EXERCISE DETAILS - Copy out all lines from the entries below in which "Changes" occurs.

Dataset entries
⟨

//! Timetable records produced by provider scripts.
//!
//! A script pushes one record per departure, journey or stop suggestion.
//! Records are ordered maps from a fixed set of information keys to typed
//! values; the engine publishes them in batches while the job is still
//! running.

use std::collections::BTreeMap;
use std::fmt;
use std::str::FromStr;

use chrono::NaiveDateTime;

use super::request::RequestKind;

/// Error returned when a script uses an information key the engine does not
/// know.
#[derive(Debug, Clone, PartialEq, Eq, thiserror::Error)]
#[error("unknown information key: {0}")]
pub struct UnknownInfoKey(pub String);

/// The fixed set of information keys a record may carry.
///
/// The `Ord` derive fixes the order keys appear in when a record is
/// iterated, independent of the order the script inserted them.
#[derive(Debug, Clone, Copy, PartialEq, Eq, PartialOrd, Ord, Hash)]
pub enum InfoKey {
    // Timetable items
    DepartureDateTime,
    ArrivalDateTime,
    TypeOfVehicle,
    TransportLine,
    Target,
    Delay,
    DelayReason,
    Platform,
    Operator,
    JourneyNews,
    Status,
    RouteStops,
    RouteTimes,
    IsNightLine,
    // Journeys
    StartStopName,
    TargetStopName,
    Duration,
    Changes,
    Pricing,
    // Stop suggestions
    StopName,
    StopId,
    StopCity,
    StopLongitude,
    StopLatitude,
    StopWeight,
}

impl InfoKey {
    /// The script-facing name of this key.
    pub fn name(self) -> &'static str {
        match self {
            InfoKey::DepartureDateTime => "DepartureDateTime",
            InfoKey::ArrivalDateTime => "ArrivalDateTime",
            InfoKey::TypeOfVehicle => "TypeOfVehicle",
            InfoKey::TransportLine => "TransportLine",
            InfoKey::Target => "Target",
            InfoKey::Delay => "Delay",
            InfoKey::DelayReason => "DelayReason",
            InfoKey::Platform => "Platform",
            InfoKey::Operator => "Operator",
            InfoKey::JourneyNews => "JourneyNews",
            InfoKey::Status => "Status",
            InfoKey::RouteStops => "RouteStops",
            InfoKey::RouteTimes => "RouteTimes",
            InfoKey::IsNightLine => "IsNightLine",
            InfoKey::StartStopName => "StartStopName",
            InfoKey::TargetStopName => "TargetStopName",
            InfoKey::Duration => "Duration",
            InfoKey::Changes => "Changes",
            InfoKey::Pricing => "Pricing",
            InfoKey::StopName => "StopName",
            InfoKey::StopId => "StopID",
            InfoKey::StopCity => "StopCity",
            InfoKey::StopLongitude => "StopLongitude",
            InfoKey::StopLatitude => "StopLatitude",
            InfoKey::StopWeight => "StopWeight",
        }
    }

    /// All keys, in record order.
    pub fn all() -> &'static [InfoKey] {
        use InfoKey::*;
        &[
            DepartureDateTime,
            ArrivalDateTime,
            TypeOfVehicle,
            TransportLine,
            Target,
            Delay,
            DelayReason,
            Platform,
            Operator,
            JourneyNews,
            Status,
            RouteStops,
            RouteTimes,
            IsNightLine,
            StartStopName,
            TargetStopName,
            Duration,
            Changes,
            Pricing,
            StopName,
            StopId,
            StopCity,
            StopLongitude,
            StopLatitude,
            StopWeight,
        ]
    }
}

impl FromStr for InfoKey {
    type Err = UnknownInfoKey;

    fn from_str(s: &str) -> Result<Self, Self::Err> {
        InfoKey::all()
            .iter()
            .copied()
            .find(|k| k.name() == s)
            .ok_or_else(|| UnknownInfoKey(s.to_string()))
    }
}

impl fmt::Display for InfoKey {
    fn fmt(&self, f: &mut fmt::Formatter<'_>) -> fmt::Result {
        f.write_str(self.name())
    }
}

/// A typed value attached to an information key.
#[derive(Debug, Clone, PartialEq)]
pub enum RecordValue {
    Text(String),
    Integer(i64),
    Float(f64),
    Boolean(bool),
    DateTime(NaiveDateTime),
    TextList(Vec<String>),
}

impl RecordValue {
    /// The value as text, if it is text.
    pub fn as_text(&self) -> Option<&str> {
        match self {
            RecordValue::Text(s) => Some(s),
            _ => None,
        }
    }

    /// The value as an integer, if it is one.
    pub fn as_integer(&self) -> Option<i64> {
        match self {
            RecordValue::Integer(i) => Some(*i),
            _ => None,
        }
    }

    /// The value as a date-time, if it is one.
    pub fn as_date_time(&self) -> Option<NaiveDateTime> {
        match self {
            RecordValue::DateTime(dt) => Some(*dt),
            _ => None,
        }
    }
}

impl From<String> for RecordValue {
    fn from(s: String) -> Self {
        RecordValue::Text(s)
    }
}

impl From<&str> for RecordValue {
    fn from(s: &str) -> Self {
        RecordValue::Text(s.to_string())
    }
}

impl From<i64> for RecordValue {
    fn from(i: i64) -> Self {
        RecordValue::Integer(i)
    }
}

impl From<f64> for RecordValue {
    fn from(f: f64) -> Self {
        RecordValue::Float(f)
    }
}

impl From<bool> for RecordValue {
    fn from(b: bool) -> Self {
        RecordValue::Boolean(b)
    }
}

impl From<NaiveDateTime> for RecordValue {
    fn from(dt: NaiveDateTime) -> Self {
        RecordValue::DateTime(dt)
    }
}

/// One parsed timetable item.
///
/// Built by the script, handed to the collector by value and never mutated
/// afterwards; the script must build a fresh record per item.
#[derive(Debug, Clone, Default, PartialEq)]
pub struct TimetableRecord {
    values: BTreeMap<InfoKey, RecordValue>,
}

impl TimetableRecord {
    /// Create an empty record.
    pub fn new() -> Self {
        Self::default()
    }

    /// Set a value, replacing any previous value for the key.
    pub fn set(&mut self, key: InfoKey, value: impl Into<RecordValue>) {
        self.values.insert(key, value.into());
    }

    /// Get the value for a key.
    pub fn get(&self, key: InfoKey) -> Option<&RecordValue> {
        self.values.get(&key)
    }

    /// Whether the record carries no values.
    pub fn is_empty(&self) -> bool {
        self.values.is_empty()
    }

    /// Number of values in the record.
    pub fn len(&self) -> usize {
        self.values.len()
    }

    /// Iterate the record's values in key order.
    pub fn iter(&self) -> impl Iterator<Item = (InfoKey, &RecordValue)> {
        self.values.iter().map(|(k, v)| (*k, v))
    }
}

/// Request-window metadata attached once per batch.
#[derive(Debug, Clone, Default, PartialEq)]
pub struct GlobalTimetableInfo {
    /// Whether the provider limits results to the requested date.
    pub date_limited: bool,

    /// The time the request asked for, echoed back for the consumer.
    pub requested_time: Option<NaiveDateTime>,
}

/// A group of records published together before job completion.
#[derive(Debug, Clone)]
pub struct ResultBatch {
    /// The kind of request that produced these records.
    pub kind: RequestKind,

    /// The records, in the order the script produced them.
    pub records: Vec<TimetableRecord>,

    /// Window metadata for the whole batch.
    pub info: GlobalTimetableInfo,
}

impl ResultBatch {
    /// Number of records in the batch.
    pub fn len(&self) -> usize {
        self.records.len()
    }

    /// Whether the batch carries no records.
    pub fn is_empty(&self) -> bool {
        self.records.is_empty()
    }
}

⟩

REPLY -
    Changes,
            InfoKey::Changes => "Changes",
            Changes,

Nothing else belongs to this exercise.